I don’t remember falling asleep. One minute I was brushing the crumbs off my whiskers from a real-life raspberry tart, and the next… boom, pastry cosmos.

Fish says dreams are a way ob your brain sorting fings out.
Baxter says dreams are where the heart fros parties.
Barry says he once dreamed he was a popsicle and woke up under a blanket.
Dougie says the spiral motion is “time logic.” (He’s not wrong.)

In the dream, I wasn’t scared. Just hungry.
And safe.
And completely, thoroughly surrounded by the fings I love most:
flaky layers, rich fillings, and the feeling that maybe, just maybe, life is as sweet as it seems.

When I woke up, I wrote down this important note for myself:

“Tomorrow: get more chocolate croissants. Maybe two. Just to be sure.”

—Reuben xoxo


Paris Log, Carousel Day
Jardin des Plantes, The Dodo Manège
Emotional Status: Awestruck

Today I saw a panda.
Not a real one. A wooden one. But also a ghost ob history, apparently. Fish said it was extinct, and I said, “No it’s not, pandas still exist,” and he got that very serious look he does when he thinks you’be missed the metaphor. Then he said, “Emotionally extinct, Baxter. Spiritually endangered.” So, I picked it.

The Dodo Manège isn’t like the merry-go-rounds we’re used to. No painted ponies or frilly saddles. This one is quiet, almost reberent, and weird in the best way. Everything on it used to be real, long ago, but now it’s just remembered in carbed wood and tiny giggles from the kids brabe enuff to ride a prehistoric horned sea turtle – Peter and Jenni were!

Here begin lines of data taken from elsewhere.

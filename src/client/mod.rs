//! Client Module
//!
//! Typed accessors over an [`Executor`](crate::executor::Executor).
//!
//! # Components
//! - `Cacher` - the client, split by value kind across submodules
//! - `Namespacer` - logical key to wire key mapping
//! - `KeyType` - what `TYPE` reports for a key

mod cacher;
mod hash;
mod keys;
mod list;
mod sorted_set;


pub use cacher::Cacher;
pub use keys::{KeyType, Namespacer};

It feels like time stopped here. Like someone whispered to the forgotten beasts, “Come back for a bit. Let the little ones know you existed.” And somehow, they did.

I held onto my boba tightly, trying not to spill it while we spun in slow circles fru the timeline ob vanished creatures. Teddy sat beside me, paws up like he was dribing. He always acts braber when there’s an audience.

Fish took about ten thousand pictures. Barry arribed halfway fru and just stood there smiling at the whole thing, arms folded like he was proud the past still had a place. Dougie tried to interbiew the dodo. Reuben clung to the prehistoric giraffe’s neck like it might lurch into the air and blast off into memory-space.

It made me fink:
What if we all go away someday too?
Maybe someone will build a carousel of us.
Or maybe we’ll just be stories.
Or crepe crumbs.
Or blurry polaroids wiff scribbled notes.

I’m OK wiff that.
But I hope the ride keeps going.

—Baxter xoxo

Extinction Avoidance Specialist
Currently sticky from bubble tea
Teddy rating: “10/10 would ride again”

Postcard Home – From Reuben
Notre-Dame de Paris, July 30

Today’s excursion to the iconic Notre-Dame was meant to be a quiet, reflectibe one. We eben whispered as we entered, craning our necks to take in the soaring ceilings, the golden chandeliers, and the soft filtered light fru rose windows that made eberyfing feel gentle and timeless.

And then… Dougie spotted the baptismal font.

To be fair, it does look like a fancy, ceremonial birdbath. And Dougie, in his infinite enthusiasms and qwestionable judgment, leapt onto the rim and struck what can only be described as a jazz-pirouette-flamingo pose and started dancing, right there above the sacred waters.

Someone gasped. A child applauded. The tourists snapped photos.

And then a very solemn man wiff a badge and deeply furrowed brow asked us, in seberal languages, to please bacate the premises immediately.

Dougie wabed to the crowd as we shuffled out. “Tell them it was modern interpretib dance!” he shouted. Baxter pulled his hood up. Fish tried to claim he didn’t know us. Barry muttered, “I told him not to climb anyfing reflectibe.”

So we’re adding “incident at Notre-Dame” to our list ob Paris memories — somewhere between “cheese tasting at midnight” and “nearly getting stuck in a baguette vending machine.”

We regret eberyfing. But also, kind of noffing. Fankfully Fish got a foto to capture the memory.

— Reuben
Club Scribe, Dougie Chaperone (reluctant), Collector of Banned Location Lists

Today we bisited the magnificent Musée d’Orsay — or as Dougie insisted on calling it, “The Big Art Clock House.” We’d heard whispers in the crepe line that the top floor held a clock so grand, so iconic, it practically insisted on being admired.

And it was! Absolutely worff the winding stairs and Dougie’s distracting insistence that the elebator “smelled funny”.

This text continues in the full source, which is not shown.